Title Function that plots ecdf of a vector of values with quantiles marked with their CIs
plotQuantileCIsfromDat.Rd
Title Function that plots ecdf of a vector of values with quantiles marked with their CIs
Usage
plotQuantileCIsfromDat(
vecDat = NA,
vecQuantiles = NA,
method = c("Nyblom", "Exact", "Bootstrap"),
ci = 0.95,
R = 9999,
type = NULL,
xLab = "Value for probability (quantile)",
yLab = "Probability",
percent = FALSE,
colPoint = "black",
colLCL = "black",
colUCL = "black",
vertQuantiles = TRUE,
vertCLs = FALSE,
shadeCI = TRUE,
addAnnotation = TRUE,
titleText = "ECDF with quantiles and CIs around quantiles",
subtitleText = "",
titleJust = 0.5,
themeBW = TRUE,
printPlot = TRUE,
returnPlot = FALSE
)
Arguments
- vecDat
Vector of the data
- vecQuantiles
Vector of quantiles wanted
- method
Method to compute the CIs
- ci
Width of CI wanted
- R
Number of bootstrap replications if bootstrap CI method invoked
- type
Type of quantile (defaults to 8)
- xLab
Label for x axis
- yLab
Label for y axis
- percent
Logical: whether to show quantile as % instead of proportion (defaults to FALSE)
- colPoint
Colour of quantile point (defaults to "black")
- colLCL
Colour of LCL point (defaults to "black")
- colUCL
Colour of UCL point (defaults to "black")
- vertQuantiles
Whether to drop vertical line from quantiles (defaults to TRUE)
- vertCLs
Whether to drop vertical line from confidence limits (defaults to FALSE)
- shadeCI
Whether to shade area of CI (defaults to TRUE)
- addAnnotation
Whether to add informative annotation (defaults to TRUE)
- titleText
Text for title
- subtitleText
Text for subtitle
- titleJust
Justification for title (0, .5 or 1, defaults to .05, centred)
- themeBW
Logical: whether or not to use them_bw()
- printPlot
Logical: whether to print the plot (defaults to TRUE)
- returnPlot
Logical: whether to return the plot (defaults to FALSE)
Background
The empirical cumulative distribution function is an alternative to the histogram to show the distribution of a set of scores. It plots the proportion of the sample set of scores below any observed score against that score. The proportion (or percentage) is plotted on the y axis and the score on the x axis. It's particularly useful for our typical mental health (MH) change/outcome measures as we're interested in how where someone's score lies in a possible population distribution of scores.

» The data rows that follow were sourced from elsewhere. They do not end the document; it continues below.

use candle_core::{DType, IndexOp, Tensor};
use candle_nn::ops::softmax;
use rand::distr::{weighted::WeightedIndex, Distribution};
use rand::rngs::StdRng;
use rand::SeedableRng;

use crate::llm::causal_self_attention::KVCache;
use crate::llm::error::GenerationError;
use crate::llm::models::Model;

/// One text-generation call as the backend sees it.
#[derive(Debug, Clone)]
pub struct GenerationParams {
    pub prompt: String,
    /// Upper bound on prompt + generated tokens.
    pub max_length: usize,
    pub temperature: f64,
    /// Fixed seed for reproducible sampling; a random one is drawn when unset.
    pub seed: Option<u64>,
}

/// How many tokens to sample for a prompt of `prompt_len` tokens.
///
/// `max_length` counts the prompt too. At least one token is always
/// produced, so a prompt already at or over the limit still gets a reply.
pub fn new_token_budget(prompt_len: usize, max_length: usize, max_positions: usize) -> usize {
    max_length
        .min(max_positions)
        .saturating_sub(prompt_len)
        .max(1)
}

pub fn validate_temperature(temperature: f64) -> Result<(), GenerationError> {
    if temperature.is_finite() && temperature > 0.0 {
        Ok(())
    } else {
        Err(GenerationError::InvalidTemperature(temperature))
    }
}

/// Draws one token id from `logits` (shape `(vocab,)`) scaled by `temperature`.
pub fn sample_token(
    logits: &Tensor,
    temperature: f64,
    rng: &mut StdRng,
) -> Result<u32, GenerationError> {
    let scaled = (logits.to_dtype(DType::F32)? / temperature)?;
    let probs = softmax(&scaled, 0)?.to_vec1::<f32>()?;

    let dist = WeightedIndex::new(&probs).map_err(|e| GenerationError::Sampling(e.to_string()))?;
    Ok(dist.sample(rng) as u32)
}

/// Autoregressive sampling from `prompt_ids`. Returns the prompt followed by
/// the sampled tokens; any of `stop_ids` ends the loop and is not included.
pub fn generate(
    prompt_ids: &[u32],
    params: &GenerationParams,
    model: &dyn Model,
    stop_ids: &[u32],
    max_positions: usize,
) -> Result<Vec<u32>, GenerationError> {
    validate_temperature(params.temperature)?;
    if prompt_ids.is_empty() {
        return Err(GenerationError::EmptyPrompt);
    }

    let seed = params.seed.unwrap_or_else(rand::random);
    let mut rng = StdRng::seed_from_u64(seed);

    let budget = new_token_budget(prompt_ids.len(), params.max_length, max_positions);
    let device = model.device();

    let mut kv_caches = vec![KVCache::new(); model.num_layers()];
    let mut output_ids = prompt_ids.to_vec();

    // First step feeds the whole prompt, every later one a single token.
    let mut input = Tensor::from_slice(prompt_ids, (1, prompt_ids.len()), device)?;
    let mut position = 0;

    for _ in 0..budget {
        let logits = model.forward_with_cache(&input, &mut kv_caches, position)?;
        let last = logits.dim(1)? - 1;
        let next_token = sample_token(&logits.i((0, last))?, params.temperature, &mut rng)?;

        if stop_ids.contains(&next_token) {
            break;
        }

        position += input.dim(1)?;
        output_ids.push(next_token);
        input = Tensor::from_slice(&[next_token], (1, 1), device)?;
    }

    tracing::debug!(
        prompt_tokens = prompt_ids.len(),
        new_tokens = output_ids.len() - prompt_ids.len(),
        seed,
        "sampling finished"
    );

    Ok(output_ids)
}
use std::sync::Arc;

use anyhow::{Context, Error};
use tracing_subscriber::{fmt, prelude::*, EnvFilter};

use textgen_serve::api::create_router;
use textgen_serve::config::ServiceConfig;
use textgen_serve::llm::{device, loader, DeviceKind};
use textgen_serve::AppState;

#[tokio::main]
async fn main() -> Result<(), Error> {
    tracing_subscriber::registry()
        .with(fmt::layer())
        .with(EnvFilter::try_from_default_env().unwrap_or_else(|_| {
            EnvFilter::new("textgen_serve=info,tower_http=info")
        }))
        .init();

    if let Err(err) = run().await {
        tracing::error!("startup failed: {err:#}");
        return Err(err);
    }
    Ok(())
}

async fn run() -> Result<(), Error> {
    let config = ServiceConfig::from_env()?;

    let device = device::select_device().context("failed to select compute device")?;
    let device_kind = DeviceKind::of(&device);
    let cuda_available = device::cuda_available();

    tracing::info!("Loading model {} on {}...", config.model_name, device_kind);

    // The hub client and weight mapping are blocking.
    let model_name = config.model_name.clone();
    let generator = tokio::task::spawn_blocking(move || {
        let files = loader::fetch_model_files(&model_name)?;
        loader::load_generator(&files, &device)
    })
    .await
    .context("model loading task panicked")??;

    tracing::info!(model = %config.model_name, device = %device_kind, "model loaded");

    let state = Arc::new(AppState::new(
        Box::new(generator),
        config.model_name.clone(),
        device_kind,
        cuda_available,
    ));
    let app = create_router(state);

    let listener = tokio::net::TcpListener::bind(config.bind_addr)
        .await
        .with_context(|| format!("failed to bind {}", config.bind_addr))?;

    tracing::info!("Listening on {}", config.bind_addr);
    axum::serve(listener, app).await?;

    Ok(())
}
mod common;

use std::sync::Arc;

use axum::http::StatusCode;
use candle_core::safetensors::MmapedSafetensors;
use candle_core::{DType, Device, IndexOp, Tensor};
use serde_json::json;
use tower::ServiceExt;

use common::{body_json, json_request, TinyCheckpoint, VOCAB};
use textgen_serve::api::create_router;
use textgen_serve::llm::causal_self_attention::KVCache;
use textgen_serve::llm::loader;
use textgen_serve::llm::models::{LlamaModel, Model};
use textgen_serve::llm::{DeviceKind, GenerationParams, TextGenerator};
use textgen_serve::AppState;

fn build_model(checkpoint: &TinyCheckpoint) -> LlamaModel {
    let cfg = loader::load_model_config(&checkpoint.files.config).unwrap();
    let weights = unsafe { MmapedSafetensors::multi(checkpoint.files.weights.as_slice()).unwrap() };
    LlamaModel::new(&weights, &cfg, &Device::Cpu, DType::F32).unwrap()
}

fn max_abs_diff(a: &Tensor, b: &Tensor) -> f32 {
    (a - b)
        .unwrap()
        .abs()
        .unwrap()
        .max(0)
        .unwrap()
        .to_scalar::<f32>()
        .unwrap()
}

fn params(prompt: &str, max_length: usize, seed: u64) -> GenerationParams {
    GenerationParams {
        prompt: prompt.to_string(),
        max_length,
        temperature: 0.8,
        seed: Some(seed),
    }
}

#[test]
fn forward_produces_vocab_logits() {
    let checkpoint = TinyCheckpoint::new();
    let model = build_model(&checkpoint);
    assert_eq!(model.num_layers(), common::LAYERS);

    let ids = Tensor::new(&[[3u32, 4, 5]], &Device::Cpu).unwrap();
    let logits = model.forward(&ids).unwrap();
    assert_eq!(logits.dims(), &[1, 3, VOCAB]);
}

#[test]
fn cached_decoding_matches_full_forward() {
    let checkpoint = TinyCheckpoint::new();
    let model = build_model(&checkpoint);

    let full = model
        .forward(&Tensor::new(&[[0u32, 3, 4, 5, 3]], &Device::Cpu).unwrap())
        .unwrap();

    let mut caches = vec![KVCache::new(); model.num_layers()];
    let prompt = Tensor::new(&[[0u32, 3, 4]], &Device::Cpu).unwrap();
    let first = model.forward_with_cache(&prompt, &mut caches, 0).unwrap();
    assert!(max_abs_diff(&first.i((0, 2)).unwrap(), &full.i((0, 2)).unwrap()) < 1e-4);

    let step = model
        .forward_with_cache(&Tensor::new(&[[5u32]], &Device::Cpu).unwrap(), &mut caches, 3)
        .unwrap();
    assert!(max_abs_diff(&step.i((0, 0)).unwrap(), &full.i((0, 3)).unwrap()) < 1e-4);

    let step = model
        .forward_with_cache(&Tensor::new(&[[3u32]], &Device::Cpu).unwrap(), &mut caches, 4)
        .unwrap();
    assert!(max_abs_diff(&step.i((0, 0)).unwrap(), &full.i((0, 4)).unwrap()) < 1e-4);

    assert_eq!(caches[0].seq_len().unwrap(), 5);
}

#[test]
fn wrong_number_of_caches_is_an_error() {
    let checkpoint = TinyCheckpoint::new();
    let model = build_model(&checkpoint);

    let mut caches = vec![KVCache::new(); 1];
    let ids = Tensor::new(&[[3u32]], &Device::Cpu).unwrap();
    assert!(model.forward_with_cache(&ids, &mut caches, 0).is_err());
}

#[test]
fn position_must_follow_the_cache() {
    let checkpoint = TinyCheckpoint::new();
    let model = build_model(&checkpoint);

    let mut caches = vec![KVCache::new(); model.num_layers()];
    let prompt = Tensor::new(&[[0u32, 3]], &Device::Cpu).unwrap();
    model.forward_with_cache(&prompt, &mut caches, 0).unwrap();

    let next = Tensor::new(&[[4u32]], &Device::Cpu).unwrap();
    assert!(model.forward_with_cache(&next, &mut caches, 5).is_err());
    assert!(model.forward_with_cache(&next, &mut caches, 2).is_ok());
}

#[test]
fn generator_keeps_prompt_and_respects_max_length() {
    let checkpoint = TinyCheckpoint::new();
    let generator = loader::load_generator(&checkpoint.files, &Device::Cpu).unwrap();
    assert_eq!(generator.stop_token_ids(), &[1]);
    assert_eq!(generator.encode("hello world").unwrap(), vec![3, 4]);

    let text = generator.generate(&params("hello world", 6, 11)).unwrap();
    assert!(text.starts_with("hello world"), "{text}");
    assert!(text.split_whitespace().count() <= 6, "{text}");
}

#[test]
fn llama3_style_config_loads_and_generates() {
    let checkpoint = TinyCheckpoint::with_config(json!({
        "eos_token_id": [1, 5],
        "rope_theta": 500000.0,
        "rope_scaling": {
            "factor": 8.0,
            "low_freq_factor": 1.0,
            "high_freq_factor": 4.0,
            "original_max_position_embeddings": 16,
            "rope_type": "llama3"
        }
    }));
    let generator = loader::load_generator(&checkpoint.files, &Device::Cpu).unwrap();
    assert_eq!(generator.stop_token_ids(), &[1, 5]);

    let text = generator.generate(&params("hello world", 12, 4)).unwrap();
    assert!(text.starts_with("hello world"), "{text}");
    assert!(!text.contains("again"), "{text}");
}

#[test]
fn rope_scaling_changes_the_logits() {
    let plain = TinyCheckpoint::new();
    let scaled = TinyCheckpoint::with_config(json!({
        "rope_scaling": {"type": "linear", "factor": 4.0}
    }));
    // Same weights, different positional frequencies.
    std::fs::copy(&plain.files.weights[0], &scaled.files.weights[0]).unwrap();

    let ids = Tensor::new(&[[3u32, 4, 5, 3]], &Device::Cpu).unwrap();
    let a = build_model(&plain).forward(&ids).unwrap();
    let b = build_model(&scaled).forward(&ids).unwrap();
    assert!(max_abs_diff(&a.i((0, 3)).unwrap(), &b.i((0, 3)).unwrap()) > 1e-6);
    // The first position has angle zero either way.
    assert!(max_abs_diff(&a.i((0, 0)).unwrap(), &b.i((0, 0)).unwrap()) < 1e-5);
}

#[test]
fn unsupported_rope_scaling_fails_to_load() {
    let checkpoint = TinyCheckpoint::with_config(json!({
        "rope_scaling": {"rope_type": "yarn", "factor": 4.0}
    }));
    let err = loader::load_generator(&checkpoint.files, &Device::Cpu).unwrap_err();
    assert!(format!("{err:#}").contains("yarn"), "{err:#}");
}

#[test]
fn generator_is_reproducible_with_a_seed() {
    let checkpoint = TinyCheckpoint::new();
    let generator = loader::load_generator(&checkpoint.files, &Device::Cpu).unwrap();

    let a = generator.generate(&params("hello again", 10, 5)).unwrap();
    let b = generator.generate(&params("hello again", 10, 5)).unwrap();
    assert_eq!(a, b);
}

#[test]
fn max_length_below_prompt_still_answers() {
    let checkpoint = TinyCheckpoint::new();
    let generator = loader::load_generator(&checkpoint.files, &Device::Cpu).unwrap();

    let text = generator
        .generate(&params("hello world hello world again", 2, 3))
        .unwrap();
    assert!(text.starts_with("hello world hello world again"), "{text}");
    assert!(text.split_whitespace().count() <= 6, "{text}");
}

#[test]
fn zero_temperature_fails() {
    let checkpoint = TinyCheckpoint::new();
    let generator = loader::load_generator(&checkpoint.files, &Device::Cpu).unwrap();

    let mut request = params("hello", 5, 1);
    request.temperature = 0.0;
    let err = generator.generate(&request).unwrap_err();
    assert!(err.to_string().contains("temperature"));
}

#[tokio::test]
async fn serves_generation_from_a_real_model() {
    let checkpoint = TinyCheckpoint::new();
    let generator = loader::load_generator(&checkpoint.files, &Device::Cpu).unwrap();
    let state = AppState::new(Box::new(generator), "tiny-llama", DeviceKind::Cpu, false);
    let app = create_router(Arc::new(state));

    let response = app
        .clone()
        .oneshot(json_request("POST", "/generate", json!({"prompt": "hello world"})))
        .await
        .unwrap();
    assert_eq!(response.status(), StatusCode::OK);
    let body = body_json(response).await;
    assert!(body["generated_text"]
        .as_str()
        .unwrap()
        .starts_with("hello world"));
    assert_eq!(body["model"], "tiny-llama");
    assert_eq!(body["device"], "cpu");
    assert!(body["generation_time"].as_f64().unwrap() > 0.0);

    let response = app
        .oneshot(json_request(
            "POST",
            "/generate",
            json!({"prompt": "hello", "temperature": -1.0}),
        ))
        .await
        .unwrap();
    assert_eq!(response.status(), StatusCode::INTERNAL_SERVER_ERROR);
    let body = body_json(response).await;
    assert!(body["detail"].as_str().unwrap().contains("temperature"));
}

ECDFs complement quantiles as a quantile (a.k.a. centile, percentile, decile), is the score (on that x axis) that maps the percentage, so for the 95% percentile that percentile is the score that only 5% of the sample scored above, and 95% scored below.

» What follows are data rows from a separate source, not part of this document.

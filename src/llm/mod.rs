pub mod activation;
pub mod causal_self_attention;
pub mod decoder;
pub mod device;
pub mod embedding;
pub mod error;
pub mod generator;
pub mod inference;
pub mod layer;
pub mod linear;
pub mod lm_head;
pub mod loader;
pub mod mlp;
pub mod models;
pub mod rms_norm;
pub mod rope;

pub use device::DeviceKind;
pub use error::GenerationError;
pub use generator::{CandleGenerator, TextGenerator};
pub use inference::GenerationParams;
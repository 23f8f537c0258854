//! Spreadsheet index of every profile link discovered on the listing.
//!
//! An xlsx workbook cannot be appended in place, so an update loads the
//! existing sheet, adds the unseen links and rewrites the file through a
//! temporary sibling that is renamed over the original.

use std::collections::HashSet;
use std::path::{Path, PathBuf};

use calamine::{open_workbook, Reader, Xlsx};
use chrono::NaiveDateTime;
use rust_xlsxwriter::{Workbook, XlsxError};

use crate::error::StoreError;

const HEADERS: [&str; 4] = ["profile_url", "listing_url", "page_number", "discovered_at"];
const PAGE_NUMBER_COLUMN: usize = 2;

/// One discovered profile link and where it was found.
#[derive(Debug, Clone, PartialEq, Eq)]
pub struct LinkEntry {
    pub profile_url: String,
    pub listing_url: String,
    pub page_number: u32,
    pub discovered_at: NaiveDateTime,
}

#[derive(Debug, Clone, Copy, PartialEq, Eq)]
pub enum LinkIndexUpdate {
    /// The index now holds this many more links.
    Appended(usize),
    /// The existing index could not be read and was left untouched.
    Skipped,
}

#[derive(Debug, Clone)]
pub struct LinkIndex {
    path: PathBuf,
}

impl LinkIndex {
    #[must_use]
    pub fn new(path: impl Into<PathBuf>) -> Self {
        Self { path: path.into() }
    }

    #[must_use]
    pub fn path(&self) -> &Path {
        &self.path
    }

    /// Reads the data rows of the index as text cells, header excluded.
    ///
    /// # Errors
    ///
    /// Returns [`StoreError::Spreadsheet`] if the workbook cannot be opened
    /// or its first sheet cannot be read.
    pub fn rows(&self) -> Result<Vec<Vec<String>>, StoreError> {
        if !self.path.exists() {
            return Ok(Vec::new());
        }

        let mut workbook: Xlsx<_> =
            open_workbook(&self.path).map_err(|e: calamine::XlsxError| self.error(&e))?;
        let range = match workbook.worksheet_range_at(0) {
            Some(range) => range.map_err(|e| self.error(&e))?,
            None => return Ok(Vec::new()),
        };

        Ok(range
            .rows()
            .map(|row| row.iter().map(ToString::to_string).collect::<Vec<_>>())
            .filter(|cells| cells.first().is_some_and(|url| !url.is_empty()))
            .filter(|cells| cells.first().map(String::as_str) != Some(HEADERS[0]))
            .collect())
    }

    /// Adds the entries whose `profile_url` is not yet in the index.
    ///
    /// A file that exists but cannot be read is not overwritten; the update
    /// is skipped with a warning so earlier rows are never lost.
    ///
    /// # Errors
    ///
    /// Returns [`StoreError`] if the updated workbook cannot be written.
    pub fn update(&self, entries: &[LinkEntry]) -> Result<LinkIndexUpdate, StoreError> {
        let existing = match self.rows() {
            Ok(rows) => rows,
            Err(err) => {
                tracing::warn!(error = %err, "link index unreadable, leaving it untouched");
                return Ok(LinkIndexUpdate::Skipped);
            }
        };

        let mut indexed: HashSet<&str> = existing
            .iter()
            .filter_map(|cells| cells.first().map(String::as_str))
            .collect();
        let fresh: Vec<&LinkEntry> = entries
            .iter()
            .filter(|entry| indexed.insert(entry.profile_url.as_str()))
            .collect();

        if fresh.is_empty() {
            tracing::info!("no new profile links for the index");
            return Ok(LinkIndexUpdate::Appended(0));
        }

        self.save(&existing, &fresh)?;
        tracing::info!(
            path = %self.path.display(),
            added = fresh.len(),
            "updated link index"
        );
        Ok(LinkIndexUpdate::Appended(fresh.len()))
    }

    fn save(&self, existing: &[Vec<String>], fresh: &[&LinkEntry]) -> Result<(), StoreError> {
        let tmp_path = self.path.with_extension("xlsx.tmp");

        let mut workbook = Workbook::new();
        let sheet = workbook.add_worksheet();
        let xlsx = |e: XlsxError| self.error(&e);

        for (col, header) in (0u16..).zip(HEADERS) {
            sheet.write_string(0, col, header).map_err(xlsx)?;
        }

        let mut rows = 1u32..;
        for (cells, row) in existing.iter().zip(rows.by_ref()) {
            for (index, (col, cell)) in (0u16..).zip(cells).enumerate() {
                match cell.parse::<f64>() {
                    Ok(number) if index == PAGE_NUMBER_COLUMN => {
                        sheet.write_number(row, col, number).map_err(xlsx)?;
                    }
                    _ => {
                        sheet.write_string(row, col, cell).map_err(xlsx)?;
                    }
                }
            }
        }
        for (entry, row) in fresh.iter().zip(rows) {
            sheet.write_string(row, 0, &entry.profile_url).map_err(xlsx)?;
            sheet.write_string(row, 1, &entry.listing_url).map_err(xlsx)?;
            sheet
                .write_number(row, 2, entry.page_number)
                .map_err(xlsx)?;
            let discovered_at = entry.discovered_at.format("%Y-%m-%d %H:%M:%S").to_string();
            sheet.write_string(row, 3, discovered_at).map_err(xlsx)?;
        }

        workbook.save(&tmp_path).map_err(xlsx)?;
        std::fs::rename(&tmp_path, &self.path).map_err(|e| StoreError::io(&self.path, e))
    }

    fn error(&self, err: &dyn std::fmt::Display) -> StoreError {
        StoreError::Spreadsheet {
            path: self.path.clone(),
            reason: err.to_string(),
        }
    }
}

This function takes a set of scores/values and plots their ECDF with the quantiles you ask for with their confidence intervals of the width that wanted (typically 95%, i.e. .95).
See the help page for getCIforQuantiles() to learn more about the computation of the confidence intervals.
References
Nyblom, J. (1992). Note on interpolated order statistics. Statistics & Probability Letters, 14(2), 129–131. https://doi.org/10.1016/0167-7152(92)90076-H
https://github.com/mhoehle/quantileCI
See also
Other CI functions, quantile functions:
getCIforQuantiles()
Examples
if (FALSE) { # \dontrun{
### will need tidyverse to run
library(tidyverse)
### will need quantileCI to run
### if you don't have quantileCI package you need to get it from github:
# devtools::install_github("hoehleatsu/quantileCI")
library(quantileCI)
### define the quantiles you want
### here I'm going for the 5th, 10th, 90th and 95% (per)centiles and the quartiles and median
vecQuantiles <- c(.05, .1, .25, .5, .75, .9, .95)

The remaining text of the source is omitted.